Using Horovod with Tune

Horovod Logo

Example

import numpy as np
import time
import torch

import ray
from ray import train
from ray import tune
from ray.ml.train.integrations.horovod import HorovodTrainer
from ray.tune.tune_config import TuneConfig
from ray.tune.tuner import Tuner

def sq(x):
    m2 = 1.0
    m1 = -20.0
    m0 = 50.0
    return m2 * x * x + m1 * x + m0


def qu(x):
    m3 = 10.0
    m2 = 5.0
    m1 = -20.0
    m0 = -5.0
    return m3 * x * x * x + m2 * x * x + m1 * x + m0


class Net(torch.nn.Module):
    def __init__(self, mode="sq"):
        super(Net, self).__init__()

        if mode == "square":
            self.mode = 0
            self.param = torch.nn.Parameter(torch.FloatTensor([1.0, -1.0]))
        else:
            self.mode = 1
            self.param = torch.nn.Parameter(torch.FloatTensor([1.0, -1.0, 1.0]))

    def forward(self, x):
        if ~self.mode:
            return x * x + self.param[0] * x + self.param[1]
        else:
            return_val = 10 * x * x * x
            return_val += self.param[0] * x * x
            return_val += self.param[1] * x + self.param[2]
            return return_val


def train_loop_per_worker(config):
    import torch
    import horovod.torch as hvd

    hvd.init()
    device = torch.device("cuda" if torch.cuda.is_available() else "cpu")
    mode = config["mode"]
    net = Net(mode).to(device)
    optimizer = torch.optim.SGD(
        net.parameters(),
        lr=config["lr"],
    )
    optimizer = hvd.DistributedOptimizer(optimizer)

    num_steps = 5
    print(hvd.size())
    np.random.seed(1 + hvd.rank())
    torch.manual_seed(1234)
    # To ensure consistent initialization across workers,
    hvd.broadcast_parameters(net.state_dict(), root_rank=0)
    hvd.broadcast_optimizer_state(optimizer, root_rank=0)

    start = time.time()
    x_max = config["x_max"]
    for step in range(1, num_steps + 1):
        features = torch.Tensor(np.random.rand(1) * 2 * x_max - x_max).to(device)
        if mode == "square":
            labels = sq(features)
        else:
            labels = qu(features)
        optimizer.zero_grad()
        outputs = net(features)
        loss = torch.nn.MSELoss()(outputs, labels)
        loss.backward()

        optimizer.step()
        time.sleep(0.1)
        train.report(loss=loss.item())
    total = time.time() - start
    print(f"Took {total:0.3f} s. Avg: {total / num_steps:0.3f} s.")

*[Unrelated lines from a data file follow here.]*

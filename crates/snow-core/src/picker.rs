use std::cell::RefCell;
use std::rc::Rc;

use serde_json::Value;

use crate::editor::{EditorHandle, Formats, format_value_text};
use crate::emitter::{EventKind, Subscription};
use crate::icons::{IconBundle, IconRef, IconSet};
use crate::options::{
    ALIGNS, COLORS, CUSTOM_COLOR, FONTS, HEADERS, OptionHost, OptionList, OptionValue, SIZES,
    fill_select, option_values,
};
use crate::toolbar::{ControlKind, SelectControl, ToolbarContainer};

#[derive(Debug, Clone, Copy, PartialEq, Eq)]
pub enum PickerVariant {
    Plain,
    Icon,
    Color,
}

/// Binding between one select control and the format it applies.
#[derive(Debug, Clone, PartialEq)]
pub struct Picker {
    select: usize,
    variant: PickerVariant,
    format: String,
    icons: Option<IconSet>,
}

impl Picker {
    pub fn select_index(&self) -> usize {
        self.select
    }

    pub fn variant(&self) -> PickerVariant {
        self.variant
    }

    pub fn format(&self) -> &str {
        &self.format
    }

    pub fn icons(&self) -> Option<&IconSet> {
        self.icons.as_ref()
    }

    /// Select the entry matching the current format value.
    ///
    /// An absent format selects the default entry; a value with no matching
    /// entry (or no selection at all) leaves nothing selected.
    pub fn update(&self, select: &mut SelectControl, formats: Option<&Formats>) {
        let index = match formats {
            None => None,
            Some(formats) => match formats.get(&self.format) {
                None | Some(Value::Null) => select.default_index(),
                Some(value) => {
                    format_value_text(value).and_then(|text| select.index_of_value(&text))
                }
            },
        };
        select.select_index(index);
    }

    /// The user picked entry `index`. Returns the value to apply, `false` for the default entry.
    pub fn choose(&self, select: &mut SelectControl, index: usize) -> Option<Value> {
        let entry = select.options().get(index)?.clone();
        select.select_index(Some(index));
        Some(match entry.value {
            Some(value) if !entry.selected => Value::String(value),
            _ => Value::Bool(false),
        })
    }

    /// Whether the picker label should read as active (a non-default entry is selected).
    pub fn is_active(&self, select: &SelectControl) -> bool {
        select
            .selected_index()
            .is_some_and(|ix| Some(ix) != select.default_index())
    }

    pub fn label_icon(&self, select: &SelectControl) -> Option<IconRef> {
        let value = select.selected().and_then(|entry| entry.value.as_deref());
        match self.variant {
            PickerVariant::Icon => self.icons.as_ref()?.for_value(value).cloned(),
            PickerVariant::Color => self.icons.as_ref()?.for_value(None).cloned(),
            PickerVariant::Plain => None,
        }
    }

    /// Color shown on a color picker's label; `None` for the default entry.
    pub fn label_color(&self, select: &SelectControl) -> Option<String> {
        if self.variant != PickerVariant::Color {
            return None;
        }
        select
            .selected()
            .and_then(|entry| entry.value.clone())
            .filter(|value| value != CUSTOM_COLOR)
    }
}

/// Values and default for a control of `kind`, when the registry seeds it.
pub fn default_options(kind: &ControlKind) -> Option<(OptionList, OptionValue)> {
    match kind {
        ControlKind::Align => Some((ALIGNS, OptionValue::Unset)),
        ControlKind::Background => Some((COLORS, OptionValue::named("#ffffff"))),
        ControlKind::Color => Some((COLORS, OptionValue::named("#000000"))),
        ControlKind::Font => Some((FONTS, OptionValue::Unset)),
        ControlKind::Header => Some((HEADERS, OptionValue::Unset)),
        ControlKind::Size => Some((SIZES, OptionValue::Unset)),
        ControlKind::Other(_) => None,
    }
}

/// Bind a picker to every select control, seeding empty controls with their option list.
///
/// Controls that already list options are never filled again, so building twice
/// leaves every control with the same entries and exactly one picker.
pub fn build_pickers(container: &mut ToolbarContainer, icons: &IconBundle) {
    let mut pickers = Vec::with_capacity(container.selects().len());
    for (index, select) in container.selects_mut().iter_mut().enumerate() {
        let kind = select.kind().clone();
        if !select.has_options() {
            if let Some((list, default)) = default_options(&kind) {
                fill_select(select, &option_values(list), &default);
                select.reset_selection();
            }
        }

        let (variant, icon_set) = match &kind {
            ControlKind::Align => (PickerVariant::Icon, icons.get("align").cloned()),
            ControlKind::Color | ControlKind::Background => {
                (PickerVariant::Color, icons.get(kind.format()).cloned())
            }
            _ => (PickerVariant::Plain, None),
        };

        tracing::debug!(
            target: "gpui_snow_core::picker",
            format = kind.format(),
            ?variant,
            options = select.options().len(),
            "bound picker"
        );

        pickers.push(Picker {
            select: index,
            variant,
            format: kind.format().to_string(),
            icons: icon_set,
        });
    }
    container.set_pickers(pickers);
}

/// Refresh every picker whenever the editor changes.
///
/// Holds only weak references; the returned subscription must be unsubscribed
/// when the toolbar goes away.
pub fn subscribe_picker_updates(
    container: &Rc<RefCell<ToolbarContainer>>,
    editor: &EditorHandle,
) -> Subscription {
    let emitter = editor.borrow().emitter();
    let container = Rc::downgrade(container);
    let editor = Rc::downgrade(editor);
    emitter.on(EventKind::EditorChange, move |_| {
        let (Some(container), Some(editor)) = (container.upgrade(), editor.upgrade()) else {
            return;
        };
        let formats = {
            let editor = editor.borrow();
            editor.selection().map(|range| editor.formats_at(range))
        };
        tracing::trace!(target: "gpui_snow_core::picker", ?formats, "refreshing pickers");
        container.borrow_mut().update(formats.as_ref());
    })
}
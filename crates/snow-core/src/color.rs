use std::rc::Rc;

use serde::{Deserialize, Serialize};
use serde_json::Value;

use crate::editor::{EditorHandle, Source};
use crate::options::CUSTOM_COLOR;
use crate::toolbar::{ChangeListener, CustomColorInput, ToolbarContainer};

#[derive(Debug, Clone, Copy, PartialEq, Eq, Hash, Serialize, Deserialize)]
#[serde(rename_all = "snake_case")]
pub enum ColorFormat {
    Color,
    Background,
}

impl ColorFormat {
    pub fn as_str(self) -> &'static str {
        match self {
            ColorFormat::Color => "color",
            ColorFormat::Background => "background",
        }
    }

    pub fn from_format(format: &str) -> Option<Self> {
        match format {
            "color" => Some(ColorFormat::Color),
            "background" => Some(ColorFormat::Background),
            _ => None,
        }
    }
}

/// Applies values chosen in a color picker, opening a free-form chooser for the sentinel.
#[derive(Clone)]
pub struct ColorPickerHandler {
    format: ColorFormat,
    editor: EditorHandle,
}

impl ColorPickerHandler {
    pub fn new(format: ColorFormat, editor: EditorHandle) -> Self {
        Self { format, editor }
    }

    pub fn format(&self) -> ColorFormat {
        self.format
    }

    pub fn handle(&self, container: &mut ToolbarContainer, value: &Value) {
        if value.as_str() != Some(CUSTOM_COLOR) {
            self.editor
                .borrow_mut()
                .format(self.format.as_str(), value.clone(), Source::User);
            return;
        }

        if container.custom_input(self.format).is_none() {
            tracing::debug!(
                target: "gpui_snow_core::color",
                format = self.format.as_str(),
                "creating custom color input"
            );
            container.append_custom_input(CustomColorInput::new(
                self.format,
                self.change_listener(),
            ));
        }
        if let Some(input) = container.custom_input_mut(self.format) {
            input.request_open();
        }
    }

    /// Registered once, when the input is created; applies whatever value the input holds.
    fn change_listener(&self) -> ChangeListener {
        let editor = Rc::downgrade(&self.editor);
        let format = self.format;
        Rc::new(move |value: &str| {
            let Some(editor) = editor.upgrade() else {
                return;
            };
            editor
                .borrow_mut()
                .format(format.as_str(), Value::String(value.to_string()), Source::User);
        })
    }
}
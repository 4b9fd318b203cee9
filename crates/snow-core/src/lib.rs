mod color;
mod config;
mod editor;
mod emitter;
mod error;
mod icons;
mod keyboard;
mod memory;
mod options;
mod picker;
mod theme;
mod toolbar;
mod tooltip;

pub use crate::color::*;
pub use crate::config::*;
pub use crate::editor::*;
pub use crate::emitter::*;
pub use crate::error::*;
pub use crate::icons::*;
pub use crate::keyboard::*;
pub use crate::memory::*;
pub use crate::options::*;
pub use crate::picker::*;
pub use crate::theme::*;
pub use crate::toolbar::*;
pub use crate::tooltip::*;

def tune_horovod(num_workers, num_samples, use_gpu, mode="square", x_max=1.0):
    horovod_trainer = HorovodTrainer(train_loop_per_worker=train_loop_per_worker,
                                     scaling_config={
                                         "num_workers": num_workers,
                                         "use_gpu": use_gpu},
                                     train_loop_config={
                                         "mode": mode,
                                         "x_max": x_max})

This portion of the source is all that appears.